Here is What Happened
On Friday February 27, 2015 Uber disclosed that one of its databases had unauthorized access. In a statement released by Katherine Tassi, Uber’s Managing Counsel of Data Privacy, “Our investigation determined the unauthorized access impacted approximately 50,000 drivers across multiple states, which is a small percentage of current and former Uber driver partners.” The data lost included driver names and license numbers.
So how did this happen? The reality is that Uber left the keys to this specific database in a public location, GitHub. The intruders simply used the keys from this public GitHub page to access the sensitive data on Uber’s system. Unfortunately all of this could have been avoided with the use of CipherDB.
Here is how CipherDB could have prevented this
If Uber had used CipherDB to encrypt their sensitive data (even if the database keys were left in a public location) an intruder would of recovered data that was still encrypted with our military grade encryption. This is because CipherDB creates multiple layers of security. Our data encryption and key management solution is integrated at the application layer. This means that if any intruder were to directly access the database (like in this Uber instance), they would simply retrieved AES-256bit encrypted data.
In addition, Crypteron secures the encryption keys within our very secure key manager using elliptic curve cryptography at 521 bits, which is stronger than RSA – even if RSA were at 15,000 bits!

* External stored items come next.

// SPDX-License-Identifier: MIT
// SPDX-FileCopyrightText: 2025 Jonathan D. A. Jewell <hyperpolymath>

//! Configuration management for Pantryscan

use serde::{Deserialize, Serialize};
use std::path::Path;

use crate::normalize::RowFilter;

/// Main application configuration
#[derive(Debug, Deserialize, Serialize, Clone)]
pub struct AppConfig {
    /// HTTP server settings
    #[serde(default)]
    pub server: ServerConfig,

    /// AI engine configuration
    #[serde(default)]
    pub ai_engine: EngineConfig,

    /// Prompt templates
    #[serde(default)]
    pub prompts: PromptConfig,

    /// Upload handling settings
    #[serde(default)]
    pub uploads: UploadConfig,

    /// Filler-row filter for the table fallback parser
    #[serde(default)]
    pub normalizer: RowFilter,
}

#[derive(Debug, Deserialize, Serialize, Clone)]
pub struct ServerConfig {
    #[serde(default = "default_host")]
    pub host: String,
    #[serde(default = "default_port")]
    pub port: u16,
    /// Origins allowed by the CORS layer (the dev frontend ports)
    #[serde(default = "default_cors_origins")]
    pub cors_origins: Vec<String>,
}

#[derive(Debug, Deserialize, Serialize, Clone)]
pub struct EngineConfig {
    #[serde(default = "default_engine_url")]
    pub url: String,
    #[serde(default = "default_model")]
    pub model: String,
    /// API key; `GOOGLE_API_KEY` / `GEMINI_API_KEY` env vars take precedence
    #[serde(default, skip_serializing_if = "Option::is_none")]
    pub api_key: Option<String>,
    #[serde(default = "default_timeout")]
    pub timeout_secs: u64,
}

#[derive(Debug, Deserialize, Serialize, Clone)]
pub struct PromptConfig {
    /// Item detection prompt; `{timestamp}` is substituted per request
    #[serde(default = "default_items_prompt")]
    pub items: String,
    /// Freshness assessment prompt; `{timestamp}` is substituted per request
    #[serde(default = "default_freshness_prompt")]
    pub freshness: String,
}

#[derive(Debug, Deserialize, Serialize, Clone)]
pub struct UploadConfig {
    #[serde(default = "default_upload_dir")]
    pub dir: String,
    /// Keep a copy of accepted uploads under `dir` (served at /uploads)
    #[serde(default = "default_true")]
    pub persist: bool,
    #[serde(default = "default_max_size_mb")]
    pub max_size_mb: u64,
}

// Default value functions
fn default_host() -> String { "127.0.0.1".to_string() }
fn default_port() -> u16 { 5000 }
fn default_engine_url() -> String {
    "https://generativelanguage.googleapis.com/v1beta".to_string()
}
fn default_model() -> String { "gemini-2.0-flash".to_string() }
fn default_timeout() -> u64 { 60 }
fn default_upload_dir() -> String { "uploads".to_string() }
fn default_true() -> bool { true }
fn default_max_size_mb() -> u64 { 10 }

fn default_cors_origins() -> Vec<String> {
    vec![
        "http://localhost:3000".to_string(),
        "http://localhost:5173".to_string(),
    ]
}

fn default_items_prompt() -> String {
    "You are a grocery item detector. Analyze this image and identify all grocery items, \
     food products, and household items visible.\n\
     \n\
     For each distinct item:\n\
     1. Identify the item name\n\
     2. Count how many instances of this item are present\n\
     \n\
     INSTRUCTIONS:\n\
     - Focus only on grocery items, food products, and household goods\n\
     - Be specific with item descriptions (e.g., \"Red Apple\" not just \"Apple\")\n\
     - Count items accurately, including multiples of the same item\n\
     - When multiple similar items are in a package, count the package as 1 item\n\
     \n\
     FORMAT YOUR RESPONSE AS A VALID JSON ARRAY ONLY:\n\
     [\n\
       {\n\
         \"itemName\": \"Item Name\",\n\
         \"count\": number,\n\
         \"timestamp\": \"{timestamp}\"\n\
       }\n\
     ]\n\
     \n\
     DO NOT include any explanatory text or markdown formatting - ONLY the JSON array."
        .to_string()
}

fn default_freshness_prompt() -> String {
    "You are a produce freshness expert. Analyze this image and identify all fresh produce \
     items like fruits and vegetables.\n\
     \n\
     For each produce item:\n\
     1. Identify the specific type (e.g., \"Gala Apple\" rather than just \"Apple\")\n\
     2. Assess its current freshness state in detail\n\
     3. Provide an estimate of remaining shelf life in days\n\
     \n\
     ASSESSMENT GUIDELINES:\n\
     - Be detailed in your freshness assessment (color, texture, visible signs)\n\
     - Provide specific shelf life estimates (e.g., \"3-4 days\" not \"a few days\")\n\
     - Consider normal storage conditions\n\
     - If produce appears overripe, note this clearly\n\
     \n\
     FORMAT YOUR RESPONSE AS A VALID JSON ARRAY ONLY:\n\
     [\n\
       {\n\
         \"produce\": \"Produce Type\",\n\
         \"freshness\": \"Detailed freshness assessment\",\n\
         \"expectedLifespan\": \"X days\",\n\
         \"timestamp\": \"{timestamp}\"\n\
       }\n\
     ]\n\
     \n\
     DO NOT include any explanatory text or markdown formatting - ONLY the JSON array.\n\
     If no fresh produce is found, return an empty array []."
        .to_string()
}

impl Default for AppConfig {
    fn default() -> Self {
        Self {
            server: ServerConfig::default(),
            ai_engine: EngineConfig::default(),
            prompts: PromptConfig::default(),
            uploads: UploadConfig::default(),
            normalizer: RowFilter::default(),
        }
    }
}

impl Default for ServerConfig {
    fn default() -> Self {
        Self {
            host: default_host(),
            port: default_port(),
            cors_origins: default_cors_origins(),
        }
    }
}

impl Default for EngineConfig {
    fn default() -> Self {
        Self {
            url: default_engine_url(),
            model: default_model(),
            api_key: None,
            timeout_secs: default_timeout(),
        }
    }
}

impl Default for PromptConfig {
    fn default() -> Self {
        Self {
            items: default_items_prompt(),
            freshness: default_freshness_prompt(),
        }
    }
}

impl Default for UploadConfig {
    fn default() -> Self {
        Self {
            dir: default_upload_dir(),
            persist: true,
            max_size_mb: default_max_size_mb(),
        }
    }
}

impl EngineConfig {
    /// Resolve the API key: environment variables win over the config file
    pub fn resolve_api_key(&self) -> Option<String> {
        std::env::var("GOOGLE_API_KEY")
            .or_else(|_| std::env::var("GEMINI_API_KEY"))
            .ok()
            .or_else(|| self.api_key.clone())
    }

    /// Resolve the model name, honoring the `GEMINI_MODEL` override
    pub fn resolve_model(&self) -> String {
        std::env::var("GEMINI_MODEL").unwrap_or_else(|_| self.model.clone())
    }
}

impl UploadConfig {
    /// Upload size ceiling in bytes
    pub fn max_bytes(&self) -> usize {
        (self.max_size_mb as usize) * 1024 * 1024
    }
}

impl AppConfig {
    /// Load configuration from a JSON file
    pub fn load(path: &Path) -> crate::Result<Self> {
        if path.exists() {
            let content = std::fs::read_to_string(path)?;
            let config: Self = serde_json::from_str(&content)
                .map_err(|e| crate::PantryscanError::Config(format!("Failed to parse config: {}", e)))?;
            Ok(config)
        } else {
            tracing::info!("Config file not found at {:?}, using defaults", path);
            Ok(Self::default())
        }
    }

    /// Save configuration to a JSON file
    pub fn save(&self, path: &Path) -> crate::Result<()> {
        let content = serde_json::to_string_pretty(self)?;
        std::fs::write(path, content)?;
        Ok(())
    }
}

This means that a developer does not have to worry about securing where the keys go, we handle that! The keys and the data are safely separated.
The Take Away
Many developers, even in large companies with a lot of capital, are still not security experts and do not know the proper techniques and have the capability to properly secure sensitive data. Leveraging easy to use technologies like CipherDB, that are FIPS-140-2 compliant and can be used to secure “Top Secret” government files, can help companies like Uber to secure their data in hours.